Work task: Give again, word for word, every line in the entries below from the line with "repository 67726e41dca7ff20" up to and including the line with "a higher layer.", and no other line.

(Stored data)
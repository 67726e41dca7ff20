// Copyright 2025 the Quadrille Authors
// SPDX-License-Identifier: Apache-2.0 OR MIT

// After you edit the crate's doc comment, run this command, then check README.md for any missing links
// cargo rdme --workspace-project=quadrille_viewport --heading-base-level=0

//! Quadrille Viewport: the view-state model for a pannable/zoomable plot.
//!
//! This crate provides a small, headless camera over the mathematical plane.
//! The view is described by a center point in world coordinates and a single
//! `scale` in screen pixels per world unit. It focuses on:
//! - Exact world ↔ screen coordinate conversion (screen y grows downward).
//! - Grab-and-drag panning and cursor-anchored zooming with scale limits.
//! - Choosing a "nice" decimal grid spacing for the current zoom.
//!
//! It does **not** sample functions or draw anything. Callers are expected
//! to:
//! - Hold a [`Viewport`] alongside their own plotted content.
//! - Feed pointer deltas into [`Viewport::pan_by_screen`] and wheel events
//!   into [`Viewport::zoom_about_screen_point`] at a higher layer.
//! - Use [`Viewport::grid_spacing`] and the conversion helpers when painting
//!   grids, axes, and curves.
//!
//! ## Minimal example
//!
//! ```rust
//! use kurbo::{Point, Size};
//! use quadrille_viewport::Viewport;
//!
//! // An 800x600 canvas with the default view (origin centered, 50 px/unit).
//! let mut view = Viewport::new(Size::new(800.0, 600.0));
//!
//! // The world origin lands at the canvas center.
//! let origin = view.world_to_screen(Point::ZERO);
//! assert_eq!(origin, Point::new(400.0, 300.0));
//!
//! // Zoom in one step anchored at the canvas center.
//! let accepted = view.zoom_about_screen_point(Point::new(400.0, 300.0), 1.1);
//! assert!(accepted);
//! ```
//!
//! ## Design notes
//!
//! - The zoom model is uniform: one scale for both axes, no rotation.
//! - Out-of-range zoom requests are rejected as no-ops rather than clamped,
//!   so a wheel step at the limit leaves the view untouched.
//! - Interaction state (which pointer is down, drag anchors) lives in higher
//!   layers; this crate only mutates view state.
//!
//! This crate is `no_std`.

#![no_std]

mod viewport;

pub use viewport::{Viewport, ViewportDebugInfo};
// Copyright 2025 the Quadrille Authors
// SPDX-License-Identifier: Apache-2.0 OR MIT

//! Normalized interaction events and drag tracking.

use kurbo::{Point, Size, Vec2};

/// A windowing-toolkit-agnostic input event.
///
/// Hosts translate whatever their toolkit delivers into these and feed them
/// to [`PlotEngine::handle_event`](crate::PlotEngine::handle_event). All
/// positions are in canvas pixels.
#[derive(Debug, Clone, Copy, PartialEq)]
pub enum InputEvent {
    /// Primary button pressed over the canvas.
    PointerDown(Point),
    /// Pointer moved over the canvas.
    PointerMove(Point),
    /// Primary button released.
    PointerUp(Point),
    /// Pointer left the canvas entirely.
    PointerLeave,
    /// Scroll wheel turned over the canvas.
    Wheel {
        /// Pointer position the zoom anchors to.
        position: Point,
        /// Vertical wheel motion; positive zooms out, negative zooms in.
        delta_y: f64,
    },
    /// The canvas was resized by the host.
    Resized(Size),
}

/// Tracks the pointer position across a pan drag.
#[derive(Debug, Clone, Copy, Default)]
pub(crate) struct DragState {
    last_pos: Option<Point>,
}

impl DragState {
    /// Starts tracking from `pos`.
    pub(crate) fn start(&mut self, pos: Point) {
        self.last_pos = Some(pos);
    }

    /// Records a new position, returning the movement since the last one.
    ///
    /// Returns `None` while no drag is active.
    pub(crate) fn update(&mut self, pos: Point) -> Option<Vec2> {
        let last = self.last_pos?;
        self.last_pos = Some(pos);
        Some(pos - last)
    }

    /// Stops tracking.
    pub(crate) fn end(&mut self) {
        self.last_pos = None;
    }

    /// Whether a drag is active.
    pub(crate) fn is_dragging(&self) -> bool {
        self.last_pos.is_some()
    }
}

==

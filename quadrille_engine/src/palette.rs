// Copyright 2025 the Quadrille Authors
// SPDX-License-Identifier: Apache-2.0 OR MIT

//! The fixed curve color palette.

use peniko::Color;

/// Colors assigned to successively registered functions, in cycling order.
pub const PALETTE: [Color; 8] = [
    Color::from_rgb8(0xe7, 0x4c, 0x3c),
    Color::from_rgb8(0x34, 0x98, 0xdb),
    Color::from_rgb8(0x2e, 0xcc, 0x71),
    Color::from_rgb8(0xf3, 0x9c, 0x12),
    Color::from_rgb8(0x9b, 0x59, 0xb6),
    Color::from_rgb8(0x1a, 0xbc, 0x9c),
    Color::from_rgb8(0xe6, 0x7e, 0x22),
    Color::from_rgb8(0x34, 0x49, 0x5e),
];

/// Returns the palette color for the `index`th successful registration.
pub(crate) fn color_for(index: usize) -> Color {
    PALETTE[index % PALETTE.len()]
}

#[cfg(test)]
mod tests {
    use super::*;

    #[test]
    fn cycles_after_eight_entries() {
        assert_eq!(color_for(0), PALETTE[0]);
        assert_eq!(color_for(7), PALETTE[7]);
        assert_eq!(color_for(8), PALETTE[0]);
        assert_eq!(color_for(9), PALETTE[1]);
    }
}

Exercise solution:
repository 67726e41dca7ff20
// Copyright 2025 the Quadrille Authors
// SPDX-License-Identifier: Apache-2.0 OR MIT

// After you edit the crate's doc comment, run this command, then check README.md for any missing links
// cargo rdme --workspace-project=quadrille_viewport --heading-base-level=0

//! Quadrille Viewport: the view-state model for a pannable/zoomable plot.
//!
//! This crate provides a small, headless camera over the mathematical plane.
//! The view is described by a center point in world coordinates and a single
//! `scale` in screen pixels per world unit. It focuses on:
//! - Exact world ↔ screen coordinate conversion (screen y grows downward).
//! - Grab-and-drag panning and cursor-anchored zooming with scale limits.
//! - Choosing a "nice" decimal grid spacing for the current zoom.
//!
//! It does **not** sample functions or draw anything. Callers are expected
//! to:
//! - Hold a [`Viewport`] alongside their own plotted content.
//! - Feed pointer deltas into [`Viewport::pan_by_screen`] and wheel events
//!   into [`Viewport::zoom_about_screen_point`] at a higher layer.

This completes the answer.